Once someone is a return donor, they can stop by the center whenever they please. Before going to the center to donate, it is recommended that donors drink a lot of water and eat a big meal.
“Don’t come in if you’re sick or have sever allergy symptoms. Most of our regulations are not even plasma-based — they are for the health and safety of the donor,” Timperley said. “So, basically, if they’re not healthy, we don’t want to take the plasma because the plasma is what carries the antibodies through your blood.”
Timperley said a college town is an ideal place to open a plasma center because college kids are ideal donors.
“College students are awesome as well, because they are at the peak of their health and we are looking for people that have healthy plasma so that we can use it,” she said.
Donors can give plasma two times in a seven-day period as long as there is a day in between donations.
“We see most people average seven to eight times a month,” Timperley said. “But it’s not uncommon to see nine to 10 times a month.”
Donors are paid on a monthly scale. For each time they donate in that month, they get a certain amount of money. The payment is loaded on to a reusable Visa card, said Timperley.
“We don’t keep cash on-sight. Just because where there’s cash there’s a likelihood of robbery so we choose to do an electronic payment system and it loads right to their card,” she said. “Right when they get done, we pay them.”
Timperley said that in the future, the center will run Twitter promotions for donors to make extra money.

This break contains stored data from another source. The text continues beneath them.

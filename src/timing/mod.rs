//! Timing windows restricting when an observation may be taken.
//!
//! An empty list of windows means the target is always observable.

pub mod error;
pub mod interval;
pub mod window;

pub use error::TimingWindowError;
pub use interval::Interval;
pub use window::TimingWindow;

use qtty::{Quantity, Second};

/// Returns `true` if `at` falls inside any window, or if there are none.
pub fn is_observable_at(windows: &[TimingWindow], at: Quantity<Second>) -> bool {
    windows.is_empty() || windows.iter().any(|w| w.contains(at))
}
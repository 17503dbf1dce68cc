//! Elevation constraint kinds attached to a site-quality component.

use std::fmt;

/// How (and whether) an observation restricts target elevation.
///
/// | Kind        | Legal range  | Default range |
/// |-------------|--------------|---------------|
/// | `None`      | –            | –             |
/// | `HourAngle` | -5.5 .. 5.5  | -5.0 .. 5.0   |
/// | `Airmass`   | 1.0 .. 3.0   | 1.0 .. 2.0    |
#[derive(Debug, Clone, Copy, PartialEq, Eq, Hash, Default)]
pub enum ElevationConstraintType {
    #[default]
    None,
    HourAngle,
    Airmass,
}

impl ElevationConstraintType {
    pub const ALL: [ElevationConstraintType; 3] = [Self::None, Self::HourAngle, Self::Airmass];

    pub const fn display_value(self) -> &'static str {
        match self {
            Self::None => "None",
            Self::HourAngle => "Hour Angle",
            Self::Airmass => "Airmass",
        }
    }

    /// Persisted name.
    pub const fn name(self) -> &'static str {
        match self {
            Self::None => "NONE",
            Self::HourAngle => "HOUR_ANGLE",
            Self::Airmass => "AIRMASS",
        }
    }

    pub const fn min(self) -> f64 {
        match self {
            Self::None => 0.0,
            Self::HourAngle => -5.5,
            Self::Airmass => 1.0,
        }
    }

    pub const fn max(self) -> f64 {
        match self {
            Self::None => 0.0,
            Self::HourAngle => 5.5,
            Self::Airmass => 3.0,
        }
    }

    pub const fn default_min(self) -> f64 {
        match self {
            Self::None => 0.0,
            Self::HourAngle => -5.0,
            Self::Airmass => 1.0,
        }
    }

    pub const fn default_max(self) -> f64 {
        match self {
            Self::None => 0.0,
            Self::HourAngle => 5.0,
            Self::Airmass => 2.0,
        }
    }

    /// `true` if `value` lies within the legal range of this kind.
    pub fn accepts(self, value: f64) -> bool {
        self.min() <= value && value <= self.max()
    }

    /// Finds a kind by persisted name, falling back to `None`.
    pub fn lookup_or_default(name: &str) -> Self {
        Self::ALL
            .into_iter()
            .find(|kind| kind.name() == name)
            .unwrap_or_else(|| {
                tracing::warn!(kind = name, "unknown elevation constraint type, using None");
                Self::default()
            })
    }
}

impl fmt::Display for ElevationConstraintType {
    fn fmt(&self, f: &mut fmt::Formatter<'_>) -> fmt::Result {
        f.write_str(self.display_value())
    }
}

#[cfg(feature = "serde")]
impl serde::Serialize for ElevationConstraintType {
    fn serialize<S>(&self, serializer: S) -> Result<S::Ok, S::Error>
    where
        S: serde::Serializer,
    {
        serializer.serialize_str(self.name())
    }
}

#[cfg(feature = "serde")]
impl<'de> serde::Deserialize<'de> for ElevationConstraintType {
    fn deserialize<D>(deserializer: D) -> Result<Self, D::Error>
    where
        D: serde::Deserializer<'de>,
    {
        let name = <String as serde::Deserialize>::deserialize(deserializer)?;
        Ok(Self::lookup_or_default(&name))
    }
}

First-year USD student Adam Updike was donating for the first time last week. He said he was donating for the money.
“One of my friends in Omaha has donated before and told me about it and then I found out one was opening here,” he said. “I’m a poor college kid so I need the money.”
Employment Opportunity
Timperley says the center currently has 24 employees and are still looking for more.
“Right now were looking at (hiring) about three part timers — they just need a high school diploma. We are all about on the job training,” she said. “Between me and the two other managers, we have an excess of about 16 years of phlebotomy. I have 13 and they each have three plus. So we will teach them all (of) what they need to know.”
About half of Biotest staff is from USD.
“We have five current students and then the rest were former students at USD,” Timperley said. “The majority of our staff is from the college.”
USD seniors Samatha Heibult and Jody Vanden Hoek are both psychology majors that started working at the center when it opened. They said they found out about the job at the career fair and have enjoyed the job so far.
Vanden Hoek said she enjoys how different the work is from previous jobs she has had.
“It’s not like a job I’ve ever had before. I was really surprised when they let us use the machines,” she said.
Heibult said she has enjoyed the on the job training.
“I was surprised that we were able to poke people without a certificate,” Heibult said.
This Biotest Plasma Center is the 21st to open in the country and only the second to open in South Dakota. The first opened in Brookings in May.
“We’re happy to have you and were happy to be in Vermillion,” Timperley said. “We’re really excited. We just need donations and plasma to make medications. The money is just the perk.”